Task requirements:
Transcribe the entries that follow, word for word.

Input records Block Start

//! Per-title movie metadata, keyed by normalized title.

use std::collections::HashMap;

use serde::{Deserialize, Serialize};
use tracing::{debug, info};

use filmloc_ingest::normalize_title;

/// Metadata row in the shape returned by the movie-metadata API.
#[derive(Debug, Clone, Default, Serialize, Deserialize)]
pub struct RawMetadataRow {
    #[serde(default, alias = "Title")]
    pub title: Option<String>,
    /// Title the lookup was issued for; preferred as the join key.
    #[serde(default)]
    pub searched_title: Option<String>,
    #[serde(default, alias = "Genre")]
    pub genre: Option<String>,
    #[serde(default, alias = "imdbRating")]
    pub rating: Option<String>,
    #[serde(default, alias = "Plot")]
    pub plot: Option<String>,
    #[serde(default, alias = "Poster")]
    pub poster_url: Option<String>,
    /// Set by the API when the lookup failed.
    #[serde(default, alias = "Error")]
    pub error: Option<String>,
}

/// Metadata fields attached to an enriched record.
#[derive(Debug, Clone, Default, PartialEq, Serialize, Deserialize)]
pub struct MovieMetadata {
    pub genre: Option<String>,
    pub rating: Option<String>,
    pub plot: Option<String>,
    pub poster_url: Option<String>,
}

impl MovieMetadata {
    fn from_row(row: &RawMetadataRow) -> Self {
        Self {
            genre: field(&row.genre),
            rating: field(&row.rating),
            plot: field(&row.plot),
            poster_url: field(&row.poster_url),
        }
    }
}

/// The API writes "N/A" for fields it has no value for.
fn field(value: &Option<String>) -> Option<String> {
    value
        .as_deref()
        .map(str::trim)
        .filter(|s| !s.is_empty() && *s != "N/A")
        .map(str::to_string)
}

/// Counters for one metadata load.
#[derive(Debug, Clone, Default, Serialize)]
pub struct MetadataLoadReport {
    #[serde(rename = "rowsSeen")]
    pub rows_seen: usize,
    pub loaded: usize,
    #[serde(rename = "failedLookups")]
    pub failed_lookups: usize,
    pub rejected: usize,
    #[serde(rename = "duplicatesSkipped")]
    pub duplicates_skipped: usize,
}

/// Exact-key title lookup.
#[derive(Debug, Clone, Default)]
pub struct MetadataTable {
    by_title: HashMap<String, MovieMetadata>,
    report: MetadataLoadReport,
}

impl MetadataTable {
    /// Build from raw rows. Failed lookups and rows with no title are
    /// skipped; a repeated title keeps its first row.
    pub fn from_rows(rows: &[RawMetadataRow]) -> Self {
        let mut report = MetadataLoadReport::default();
        let mut by_title = HashMap::with_capacity(rows.len());

        for (idx, row) in rows.iter().enumerate() {
            report.rows_seen += 1;
            if row.error.is_some() {
                debug!("Skipping failed metadata lookup at row {}", idx);
                report.failed_lookups += 1;
                continue;
            }
            let Some(title) = field(&row.searched_title).or_else(|| field(&row.title)) else {
                debug!("Skipping metadata row {} with no title", idx);
                report.rejected += 1;
                continue;
            };
            let key = normalize_title(&title);
            if by_title.contains_key(&key) {
                report.duplicates_skipped += 1;
                continue;
            }
            by_title.insert(key, MovieMetadata::from_row(row));
        }

        report.loaded = by_title.len();
        info!(
            "Metadata: {} titles, {} failed lookups, {} rejected",
            report.loaded, report.failed_lookups, report.rejected
        );
        Self { by_title, report }
    }

    pub fn get(&self, title: &str) -> Option<&MovieMetadata> {
        self.by_title.get(&normalize_title(title))
    }

    pub fn report(&self) -> &MetadataLoadReport {
        &self.report
    }

    pub fn len(&self) -> usize {
        self.by_title.len()
    }

    pub fn is_empty(&self) -> bool {
        self.by_title.is_empty()
    }
}
//! filmloc runtime: runs the whole batch (corpora, indexes, resolution,
//! enrichment) and builds the run report.
//!
//! Callers hand in raw tables as [`PipelineInput`] and get enriched rows
//! back. Fetching inputs and persisting outputs stay with the caller.

pub mod pipeline;
pub mod types;

pub use pipeline::Pipeline;
pub use types::*;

Input records Block End

Answer section:
//! Per-title movie metadata, keyed by normalized title.

use std::collections::HashMap;

use serde::{Deserialize, Serialize};
use tracing::{debug, info};

use filmloc_ingest::normalize_title;

/// Metadata row in the shape returned by the movie-metadata API.
#[derive(Debug, Clone, Default, Serialize, Deserialize)]
pub struct RawMetadataRow {
    #[serde(default, alias = "Title")]
    pub title: Option<String>,
    /// Title the lookup was issued for; preferred as the join key.
    #[serde(default)]
    pub searched_title: Option<String>,
    #[serde(default, alias = "Genre")]
    pub genre: Option<String>,
    #[serde(default, alias = "imdbRating")]
    pub rating: Option<String>,
    #[serde(default, alias = "Plot")]
    pub plot: Option<String>,
    #[serde(default, alias = "Poster")]
    pub poster_url: Option<String>,
    /// Set by the API when the lookup failed.
    #[serde(default, alias = "Error")]
    pub error: Option<String>,
}

/// Metadata fields attached to an enriched record.
#[derive(Debug, Clone, Default, PartialEq, Serialize, Deserialize)]
pub struct MovieMetadata {
    pub genre: Option<String>,
    pub rating: Option<String>,
    pub plot: Option<String>,
    pub poster_url: Option<String>,
}

impl MovieMetadata {
    fn from_row(row: &RawMetadataRow) -> Self {
        Self {
            genre: field(&row.genre),
            rating: field(&row.rating),
            plot: field(&row.plot),
            poster_url: field(&row.poster_url),
        }
    }
}

/// The API writes "N/A" for fields it has no value for.
fn field(value: &Option<String>) -> Option<String> {
    value
        .as_deref()
        .map(str::trim)
        .filter(|s| !s.is_empty() && *s != "N/A")
        .map(str::to_string)
}

/// Counters for one metadata load.
#[derive(Debug, Clone, Default, Serialize)]
pub struct MetadataLoadReport {
    #[serde(rename = "rowsSeen")]
    pub rows_seen: usize,
    pub loaded: usize,
    #[serde(rename = "failedLookups")]
    pub failed_lookups: usize,
    pub rejected: usize,
    #[serde(rename = "duplicatesSkipped")]
    pub duplicates_skipped: usize,
}

/// Exact-key title lookup.
#[derive(Debug, Clone, Default)]
pub struct MetadataTable {
    by_title: HashMap<String, MovieMetadata>,
    report: MetadataLoadReport,
}

impl MetadataTable {
    /// Build from raw rows. Failed lookups and rows with no title are
    /// skipped; a repeated title keeps its first row.
    pub fn from_rows(rows: &[RawMetadataRow]) -> Self {
        let mut report = MetadataLoadReport::default();
        let mut by_title = HashMap::with_capacity(rows.len());

        for (idx, row) in rows.iter().enumerate() {
            report.rows_seen += 1;
            if row.error.is_some() {
                debug!("Skipping failed metadata lookup at row {}", idx);
                report.failed_lookups += 1;
                continue;
            }
            let Some(title) = field(&row.searched_title).or_else(|| field(&row.title)) else {
                debug!("Skipping metadata row {} with no title", idx);
                report.rejected += 1;
                continue;
            };
            let key = normalize_title(&title);
            if by_title.contains_key(&key) {
                report.duplicates_skipped += 1;
                continue;
            }
            by_title.insert(key, MovieMetadata::from_row(row));
        }

        report.loaded = by_title.len();
        info!(
            "Metadata: {} titles, {} failed lookups, {} rejected",
            report.loaded, report.failed_lookups, report.rejected
        );
        Self { by_title, report }
    }

    pub fn get(&self, title: &str) -> Option<&MovieMetadata> {
        self.by_title.get(&normalize_title(title))
    }

    pub fn report(&self) -> &MetadataLoadReport {
        &self.report
    }

    pub fn len(&self) -> usize {
        self.by_title.len()
    }

    pub fn is_empty(&self) -> bool {
        self.by_title.is_empty()
    }
}
//! filmloc runtime: runs the whole batch (corpora, indexes, resolution,
//! enrichment) and builds the run report.
//!
//! Callers hand in raw tables as [`PipelineInput`] and get enriched rows
//! back. Fetching inputs and persisting outputs stay with the caller.

pub mod pipeline;
pub mod types;

pub use pipeline::Pipeline;
pub use types::*;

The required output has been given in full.